**RECORDS FOR THE TASK:**
= Beginning of Section =

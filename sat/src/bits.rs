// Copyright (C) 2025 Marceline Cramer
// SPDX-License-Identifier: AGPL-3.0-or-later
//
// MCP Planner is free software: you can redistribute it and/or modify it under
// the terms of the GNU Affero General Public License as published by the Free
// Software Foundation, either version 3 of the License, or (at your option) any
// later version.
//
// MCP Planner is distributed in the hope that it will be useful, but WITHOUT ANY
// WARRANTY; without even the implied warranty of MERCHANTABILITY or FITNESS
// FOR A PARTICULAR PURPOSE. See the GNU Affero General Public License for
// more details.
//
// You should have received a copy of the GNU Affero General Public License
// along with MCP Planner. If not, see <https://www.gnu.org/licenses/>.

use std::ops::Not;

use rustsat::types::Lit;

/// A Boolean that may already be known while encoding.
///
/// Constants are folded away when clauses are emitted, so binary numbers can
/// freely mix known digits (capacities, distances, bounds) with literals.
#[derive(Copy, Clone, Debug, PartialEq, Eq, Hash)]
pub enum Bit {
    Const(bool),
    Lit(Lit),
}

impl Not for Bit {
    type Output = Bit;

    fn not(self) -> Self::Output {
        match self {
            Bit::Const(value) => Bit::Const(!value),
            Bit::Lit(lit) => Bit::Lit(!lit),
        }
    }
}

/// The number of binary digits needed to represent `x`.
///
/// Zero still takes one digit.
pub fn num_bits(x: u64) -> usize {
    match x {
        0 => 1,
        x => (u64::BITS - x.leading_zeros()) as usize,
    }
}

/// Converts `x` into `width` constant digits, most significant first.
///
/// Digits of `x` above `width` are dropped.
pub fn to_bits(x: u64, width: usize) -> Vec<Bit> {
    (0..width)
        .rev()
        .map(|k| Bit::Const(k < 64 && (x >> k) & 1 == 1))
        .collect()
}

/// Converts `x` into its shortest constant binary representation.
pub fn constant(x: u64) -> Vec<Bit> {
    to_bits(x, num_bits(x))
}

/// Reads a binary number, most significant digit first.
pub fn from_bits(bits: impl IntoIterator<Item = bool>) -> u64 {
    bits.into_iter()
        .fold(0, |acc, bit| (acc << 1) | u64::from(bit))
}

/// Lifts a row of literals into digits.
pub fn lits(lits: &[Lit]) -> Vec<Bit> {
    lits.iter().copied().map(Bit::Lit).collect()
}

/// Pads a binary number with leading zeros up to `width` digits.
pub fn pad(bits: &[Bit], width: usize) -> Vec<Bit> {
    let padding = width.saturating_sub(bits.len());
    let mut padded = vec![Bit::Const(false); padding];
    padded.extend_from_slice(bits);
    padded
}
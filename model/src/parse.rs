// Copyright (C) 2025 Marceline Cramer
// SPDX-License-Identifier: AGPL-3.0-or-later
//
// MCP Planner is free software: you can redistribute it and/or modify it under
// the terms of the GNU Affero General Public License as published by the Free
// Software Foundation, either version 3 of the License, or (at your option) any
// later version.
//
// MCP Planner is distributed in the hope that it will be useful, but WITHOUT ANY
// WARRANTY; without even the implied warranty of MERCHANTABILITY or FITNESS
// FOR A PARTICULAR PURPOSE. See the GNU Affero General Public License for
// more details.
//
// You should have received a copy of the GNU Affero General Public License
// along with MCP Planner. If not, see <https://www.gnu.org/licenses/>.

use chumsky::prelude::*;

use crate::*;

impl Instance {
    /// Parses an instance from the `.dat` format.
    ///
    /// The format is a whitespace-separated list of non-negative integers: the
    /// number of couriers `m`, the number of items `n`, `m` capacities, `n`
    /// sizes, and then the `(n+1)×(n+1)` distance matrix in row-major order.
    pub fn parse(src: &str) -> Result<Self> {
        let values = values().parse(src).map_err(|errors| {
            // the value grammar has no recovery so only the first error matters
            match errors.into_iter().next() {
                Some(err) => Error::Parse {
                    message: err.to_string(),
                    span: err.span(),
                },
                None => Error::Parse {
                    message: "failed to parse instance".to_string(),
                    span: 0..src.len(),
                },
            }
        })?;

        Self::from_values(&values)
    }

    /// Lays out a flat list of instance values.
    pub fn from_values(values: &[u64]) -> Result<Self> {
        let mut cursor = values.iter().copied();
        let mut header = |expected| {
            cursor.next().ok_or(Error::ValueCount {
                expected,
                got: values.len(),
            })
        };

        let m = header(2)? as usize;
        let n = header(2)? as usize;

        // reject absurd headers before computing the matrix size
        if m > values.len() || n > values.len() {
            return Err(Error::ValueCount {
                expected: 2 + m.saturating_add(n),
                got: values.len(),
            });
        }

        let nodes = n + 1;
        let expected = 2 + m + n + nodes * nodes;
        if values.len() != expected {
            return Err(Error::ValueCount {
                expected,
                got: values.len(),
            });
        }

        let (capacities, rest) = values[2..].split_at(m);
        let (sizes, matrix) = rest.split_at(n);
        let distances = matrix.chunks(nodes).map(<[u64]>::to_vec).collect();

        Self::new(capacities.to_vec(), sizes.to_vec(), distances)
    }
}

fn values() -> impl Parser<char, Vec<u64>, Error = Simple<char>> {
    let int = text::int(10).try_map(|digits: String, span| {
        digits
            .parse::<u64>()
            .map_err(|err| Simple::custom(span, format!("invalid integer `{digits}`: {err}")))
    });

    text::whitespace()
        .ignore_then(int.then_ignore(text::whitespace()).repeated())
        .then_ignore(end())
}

= End of Section =

**PROBLEM TO SOLVE:**
Each line of the records with the word "Simple" in it is to be copied.

**SOLUTION TO THE EXERCISE:**
fn values() -> impl Parser<char, Vec<u64>, Error = Simple<char>> {
            .map_err(|err| Simple::custom(span, format!("invalid integer `{digits}`: {err}")))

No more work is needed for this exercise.